There was a rehearsal of this in Syria itself, when a Russian Su-24 fighter-bomber was shot down by an F-16 for basically licking the Turkish border at the start of Moscow’s intervention there in 2015. In the end, diplomacy and objectives commoners spoke louder, but there is no chance that Warsaw will emulate Ankara in its behavior and interests.

In short, everyone involved already has their narrative ready to act in a next chapter, and this is terrifying given that we are talking about forces that detain almost the entirety of the planet’s nuclear warheads.

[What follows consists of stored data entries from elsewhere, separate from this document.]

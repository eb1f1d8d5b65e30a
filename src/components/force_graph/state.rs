use std::collections::{HashMap, HashSet};
use std::f64::consts::PI;

use force_graph::{DefaultNodeIdx, EdgeData, ForceGraph, NodeData, SimulationParameters};

use super::forces::{self, Body};
use super::types::{ForceSettings, GraphData};

pub const HIT_RADIUS: f64 = 6.0;
const INITIAL_SPREAD: f64 = 100.0;

#[derive(Clone, Debug, Default)]
pub struct NodeInfo {
	pub id: String,
	pub color: String,
	pub radius: f64,
}

#[derive(Clone, Debug, Default)]
pub struct ViewTransform {
	pub x: f64,
	pub y: f64,
	pub k: f64,
}

#[derive(Clone, Debug, Default)]
pub struct DragState {
	pub active: bool,
	pub node_idx: Option<DefaultNodeIdx>,
	pub start_x: f64,
	pub start_y: f64,
	pub node_start_x: f32,
	pub node_start_y: f32,
}

#[derive(Clone, Debug, Default)]
pub struct PanState {
	pub active: bool,
	pub start_x: f64,
	pub start_y: f64,
	pub transform_start_x: f64,
	pub transform_start_y: f64,
}

#[derive(Clone, Debug, Default)]
pub struct HoverState {
	pub node: Option<DefaultNodeIdx>,
	pub neighbors: HashSet<DefaultNodeIdx>,
	pub highlight_t: f64,
	pub prev_node: Option<DefaultNodeIdx>,
	pub prev_neighbors: HashSet<DefaultNodeIdx>,
	delay_t: f64,
}

pub struct ForceGraphState {
	pub graph: ForceGraph<NodeInfo, ()>,
	pub transform: ViewTransform,
	pub drag: DragState,
	pub pan: PanState,
	pub hover: HoverState,
	pub width: f64,
	pub height: f64,
	pub animation_running: bool,
	data: GraphData,
	settings: ForceSettings,
	node_rel_size: f64,
	ticks: u32,
	slots: Vec<DefaultNodeIdx>,
	slot_of: HashMap<DefaultNodeIdx, usize>,
	edges: Vec<(DefaultNodeIdx, DefaultNodeIdx)>,
}

impl ForceGraphState {
	pub fn new(
		data: &GraphData,
		settings: ForceSettings,
		node_rel_size: f64,
		width: f64,
		height: f64,
	) -> Self {
		let mut state = Self {
			graph: ForceGraph::new(parameters(&settings)),
			transform: ViewTransform {
				x: width / 2.0,
				y: height / 2.0,
				k: 1.0,
			},
			drag: DragState::default(),
			pan: PanState::default(),
			hover: HoverState::default(),
			width,
			height,
			animation_running: true,
			data: data.clone(),
			settings,
			node_rel_size,
			ticks: 0,
			slots: Vec::new(),
			slot_of: HashMap::new(),
			edges: Vec::new(),
		};
		state.rebuild();
		state
	}

	/// Recreates the engine from `self.data`, keeping the position and anchor
	/// of every node whose id survives.
	fn rebuild(&mut self) {
		let mut previous = HashMap::new();
		self.graph.visit_nodes(|node| {
			previous.insert(
				node.data.user_data.id.clone(),
				(node.x(), node.y(), node.data.is_anchor),
			);
		});

		let mut graph = ForceGraph::new(parameters(&self.settings));
		let mut id_to_idx = HashMap::new();
		self.slots.clear();
		self.slot_of.clear();
		self.edges.clear();

		let count = self.data.nodes.len().max(1) as f64;
		for (i, node) in self.data.nodes.iter().enumerate() {
			let (x, y, is_anchor) = previous.get(&node.id).copied().unwrap_or_else(|| {
				let angle = (i as f64) * 2.0 * PI / count;
				(
					(INITIAL_SPREAD * angle.cos()) as f32,
					(INITIAL_SPREAD * angle.sin()) as f32,
					false,
				)
			});

			let idx = graph.add_node(NodeData {
				x,
				y,
				mass: 10.0,
				is_anchor,
				user_data: NodeInfo {
					id: node.id.clone(),
					color: node.color.clone(),
					radius: node.val.max(0.0).sqrt() * self.node_rel_size,
				},
			});
			id_to_idx.insert(node.id.clone(), idx);
			self.slot_of.insert(idx, self.slots.len());
			self.slots.push(idx);
		}

		for link in &self.data.links {
			if let (Some(&src), Some(&tgt)) =
				(id_to_idx.get(&link.source), id_to_idx.get(&link.target))
			{
				graph.add_edge(src, tgt, EdgeData::default());
				self.edges.push((src, tgt));
			}
		}

		self.graph = graph;
		self.drag = DragState::default();
		self.hover = HoverState::default();
	}

	pub fn set_data(&mut self, data: &GraphData) {
		self.data = data.clone();
		self.rebuild();
		self.reheat();
	}

	pub fn set_settings(&mut self, settings: &ForceSettings) {
		if *settings == self.settings {
			return;
		}
		self.settings = settings.clone();
		self.rebuild();
	}

	pub fn reheat(&mut self) {
		self.ticks = 0;
		self.animation_running = true;
	}

	pub fn node_id(&self, idx: DefaultNodeIdx) -> Option<String> {
		let mut id = None;
		self.graph.visit_nodes(|node| {
			if node.index() == idx {
				id = Some(node.data.user_data.id.clone());
			}
		});
		id
	}

	pub fn screen_to_graph(&self, sx: f64, sy: f64) -> (f64, f64) {
		(
			(sx - self.transform.x) / self.transform.k,
			(sy - self.transform.y) / self.transform.k,
		)
	}

	pub fn node_at_position(&self, sx: f64, sy: f64) -> Option<DefaultNodeIdx> {
		let (gx, gy) = self.screen_to_graph(sx, sy);
		let mut found = None;
		self.graph.visit_nodes(|node| {
			let (dx, dy) = (node.x() as f64 - gx, node.y() as f64 - gy);
			// world-space, scales with zoom like nodes
			if (dx * dx + dy * dy).sqrt() < node.data.user_data.radius.max(HIT_RADIUS) {
				found = Some(node.index());
			}
		});
		found
	}

	/// Returns whether the hovered node changed.
	pub fn set_hover(&mut self, node: Option<DefaultNodeIdx>) -> bool {
		if self.hover.node == node {
			return false;
		}
		let was_hovering = self.hover.node.is_some();

		// Save previous state for fade-out
		if was_hovering && node.is_none() {
			self.hover.prev_node = self.hover.node.take();
			self.hover.prev_neighbors = std::mem::take(&mut self.hover.neighbors);
		} else {
			self.hover.prev_node = None;
			self.hover.prev_neighbors.clear();
		}

		self.hover.node = node;
		self.hover.neighbors.clear();

		if let Some(idx) = node {
			if !was_hovering {
				self.hover.delay_t = 0.0;
			}
			for &(src, tgt) in &self.edges {
				if src == idx {
					self.hover.neighbors.insert(tgt);
				} else if tgt == idx {
					self.hover.neighbors.insert(src);
				}
			}
		}
		true
	}

	pub fn is_highlighted(&self, idx: DefaultNodeIdx) -> bool {
		self.hover.node == Some(idx)
			|| self.hover.neighbors.contains(&idx)
			|| self.hover.prev_node == Some(idx)
			|| self.hover.prev_neighbors.contains(&idx)
	}

	pub fn is_hovered(&self, idx: DefaultNodeIdx) -> bool {
		self.hover.node == Some(idx) || self.hover.prev_node == Some(idx)
	}

	pub fn has_active_highlight(&self) -> bool {
		self.hover.node.is_some() || self.hover.prev_node.is_some()
	}

	/// Advances the simulation. Returns `true` on the tick the engine stops.
	pub fn tick(&mut self, dt: f32) -> bool {
		self.advance_highlight(dt);
		if !self.animation_running {
			return false;
		}

		self.graph.update(dt);
		self.apply_forces();
		self.ticks += 1;
		if self.ticks >= self.settings.cooldown_ticks {
			self.animation_running = false;
			return true;
		}
		false
	}

	fn apply_forces(&mut self) {
		let mut bodies = vec![Body::default(); self.slots.len()];
		self.graph.visit_nodes(|node| {
			if let Some(&slot) = self.slot_of.get(&node.index()) {
				bodies[slot] = Body {
					x: node.x(),
					y: node.y(),
					radius: node.data.user_data.radius,
					anchored: node.data.is_anchor,
				};
			}
		});
		let edges: Vec<(usize, usize)> = self
			.edges
			.iter()
			.filter_map(|(a, b)| Some((*self.slot_of.get(a)?, *self.slot_of.get(b)?)))
			.collect();

		forces::apply(&mut bodies, &edges, &self.settings);

		let slot_of = &self.slot_of;
		self.graph.visit_nodes_mut(|node| {
			if let Some(body) = slot_of.get(&node.index()).and_then(|&s| bodies.get(s)) {
				node.data.x = body.x;
				node.data.y = body.y;
			}
		});
	}

	fn advance_highlight(&mut self, dt: f32) {
		let (target, delay, speed) = if self.hover.node.is_some() {
			(1.0, 0.08, 1.8)
		} else {
			(0.0, 0.0, 1.26)
		};

		if self.hover.node.is_some() {
			self.hover.delay_t = (self.hover.delay_t + dt as f64).min(delay);
			if self.hover.delay_t >= delay {
				self.hover.highlight_t += (target - self.hover.highlight_t) * speed * dt as f64;
			}
		} else {
			self.hover.highlight_t += (target - self.hover.highlight_t) * speed * dt as f64;
			if self.hover.highlight_t < 0.01 {
				self.hover.highlight_t = 0.0;
				self.hover.prev_node = None;
				self.hover.prev_neighbors.clear();
			}
		}
	}

	/// Scales and centres the view so every node fits with `padding` pixels
	/// to spare.
	pub fn zoom_to_fit(&mut self, padding: f64) {
		let mut bounds: Option<(f64, f64, f64, f64)> = None;
		self.graph.visit_nodes(|node| {
			let (x, y, r) = (node.x() as f64, node.y() as f64, node.data.user_data.radius);
			bounds = Some(match bounds {
				None => (x - r, y - r, x + r, y + r),
				Some((x0, y0, x1, y1)) => (x0.min(x - r), y0.min(y - r), x1.max(x + r), y1.max(y + r)),
			});
		});
		let Some((x0, y0, x1, y1)) = bounds else {
			return;
		};

		let (avail_w, avail_h) = (
			(self.width - 2.0 * padding).max(1.0),
			(self.height - 2.0 * padding).max(1.0),
		);
		let (bw, bh) = ((x1 - x0).max(1e-3), (y1 - y0).max(1e-3));
		let k = (avail_w / bw).min(avail_h / bh).clamp(0.1, 10.0);
		let (cx, cy) = ((x0 + x1) / 2.0, (y0 + y1) / 2.0);
		self.transform = ViewTransform {
			x: self.width / 2.0 - cx * k,
			y: self.height / 2.0 - cy * k,
			k,
		};
	}

	pub fn resize(&mut self, width: f64, height: f64) {
		self.width = width;
		self.height = height;
	}
}

fn parameters(settings: &ForceSettings) -> SimulationParameters {
	SimulationParameters {
		force_charge: settings.charge,
		force_spring: settings.spring,
		force_max: 100.0,
		node_speed: 3000.0,
		damping_factor: settings.damping,
	}
}
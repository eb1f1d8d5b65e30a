//! SVG pie chart over an ordered list of aggregate entries.

use std::f64::consts::{FRAC_PI_2, PI, TAU};

use leptos::prelude::*;

use crate::graph::aggregate::AggregateEntry;

#[derive(Clone, Debug, PartialEq)]
pub struct Slice {
	pub path: String,
	pub color: String,
	pub title: String,
	pub label: String,
	pub label_x: f64,
	pub label_y: f64,
}

fn point(radius: f64, angle: f64) -> (f64, f64) {
	(radius * angle.cos(), radius * angle.sin())
}

fn ring(radius: f64, clockwise: bool) -> String {
	let sweep = u8::from(clockwise);
	format!(
		"M {r} 0 A {r} {r} 0 1 {sweep} {n} 0 A {r} {r} 0 1 {sweep} {r} 0 Z",
		r = radius,
		n = -radius,
	)
}

/// Lays out `entries` clockwise from twelve o'clock, centred on the origin.
pub fn slices(entries: &[AggregateEntry], outer: f64, inner: f64) -> Vec<Slice> {
	let total: f64 = entries.iter().map(|e| e.value).sum();
	if total <= 0.0 {
		return Vec::new();
	}

	let mut start = -FRAC_PI_2;
	entries
		.iter()
		.map(|entry| {
			let sweep = entry.value / total * TAU;
			let end = start + sweep;
			let path = if sweep >= TAU - 1e-9 {
				if inner > 0.0 {
					format!("{} {}", ring(outer, true), ring(inner, false))
				} else {
					ring(outer, true)
				}
			} else {
				let large = u8::from(sweep > PI);
				let ((ox0, oy0), (ox1, oy1)) = (point(outer, start), point(outer, end));
				if inner > 0.0 {
					let ((ix0, iy0), (ix1, iy1)) = (point(inner, start), point(inner, end));
					format!(
						"M {ox0} {oy0} A {outer} {outer} 0 {large} 1 {ox1} {oy1} L {ix1} {iy1} A {inner} {inner} 0 {large} 0 {ix0} {iy0} Z"
					)
				} else {
					format!("M {ox0} {oy0} A {outer} {outer} 0 {large} 1 {ox1} {oy1} L 0 0 Z")
				}
			};
			let label_radius = if inner > 0.0 { (outer + inner) / 2.0 } else { outer * 0.6 };
			let (label_x, label_y) = point(label_radius, start + sweep / 2.0);
			start = end;

			Slice {
				path,
				color: entry.color.clone(),
				title: format!("{}: {:.1}%", entry.label, entry.value),
				label: format!("{:.0}%", entry.value / total * 100.0),
				label_x,
				label_y,
			}
		})
		.collect()
}

#[component]
pub fn PieChart(
	#[prop(into)] data: Signal<Vec<AggregateEntry>>,
	#[prop(default = 60.0)] outer_radius: f64,
	#[prop(default = 0.0)] inner_radius: f64,
	#[prop(default = false)] show_labels: bool,
) -> impl IntoView {
	let view_box = format!(
		"{} {} {} {}",
		-outer_radius,
		-outer_radius,
		2.0 * outer_radius,
		2.0 * outer_radius
	);

	view! {
		<svg class="pie-chart" viewBox=view_box width="100%" height="100%">
			{move || {
				slices(&data.get(), outer_radius, inner_radius)
					.into_iter()
					.map(|slice| {
						view! {
							<g>
								<path
									d=slice.path
									fill=slice.color
									fill-rule="evenodd"
									stroke="#ffffff"
									stroke-width="1"
								>
									<title>{slice.title}</title>
								</path>
								{show_labels
									.then(|| {
										view! {
											<text
												x=format!("{:.2}", slice.label_x)
												y=format!("{:.2}", slice.label_y)
												text-anchor="middle"
												dominant-baseline="central"
												font-size="10"
												fill="#ffffff"
											>
												{slice.label}
											</text>
										}
									})}
							</g>
						}
					})
					.collect_view()
			}}
		</svg>
	}
}

#[cfg(test)]
mod tests {
	use super::*;

	fn entry(label: &str, value: f64) -> AggregateEntry {
		AggregateEntry {
			label: label.into(),
			value,
			color: "#1f77b4".into(),
		}
	}

	#[test]
	fn empty_data_draws_nothing() {
		assert!(slices(&[], 60.0, 0.0).is_empty());
	}

	#[test]
	fn single_entry_is_full_disc() {
		let pie = slices(&[entry("Cluster 0", 100.0)], 60.0, 0.0);
		assert_eq!(pie.len(), 1);
		assert_eq!(pie[0].label, "100%");
		assert!(!pie[0].path.contains("L 0 0"));

		let donut = slices(&[entry("HR", 100.0)], 40.0, 20.0);
		assert_eq!(donut[0].path.matches('M').count(), 2);
	}

	#[test]
	fn labels_show_rounded_shares() {
		let pie = slices(
			&[entry("a", 20.0), entry("b", 20.0), entry("c", 60.0)],
			60.0,
			0.0,
		);
		let labels: Vec<&str> = pie.iter().map(|s| s.label.as_str()).collect();
		assert_eq!(labels, ["20%", "20%", "60%"]);
		assert_eq!(pie[2].title, "c: 60.0%");
		assert!(pie[2].path.contains(" 0 1 1 "));
		assert!(pie[0].path.contains(" 0 0 1 "));
		// first slice sits right of twelve o'clock
		assert!(pie[0].label_x > 0.0 && pie[0].label_y < 0.0);
	}
}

During the Cuban Missile Crisis in 1962, President John Fitzgerald Kennedy had the book “The Cannons of August” distributed among all commanders of the United States Armed Forces, published that year by the American historian Barbara Tuchman.

The work summed up, concisely and brilliantly, how each factor in the crisis that led to the First World War in August 1914 moved like an autonomous cog in a great gear, ignoring the consequences of its decisions.

Rigid alliance policies, obsolete certainties, incorrect perceptions in the end made the world collapse in the great conflict, which only ended in the even more deadly Second World War 25 years later. In the end, both conflicts reaped something like 100 million souls.

It is not known whether Kennedy’s military read it, but in the end that sharp moment ended the president’s assertion: “We are not going to war,” he said, defying the uniformed machinery that was pushing Washington into nuclear conflict. In 1983, he would move again with great danger, though less publicity.

Almost 60 years after the Cuban crisis, someone should take copies of Tuchman’s book to Putin, Joe Biden, Duda, Zelensky and so many others.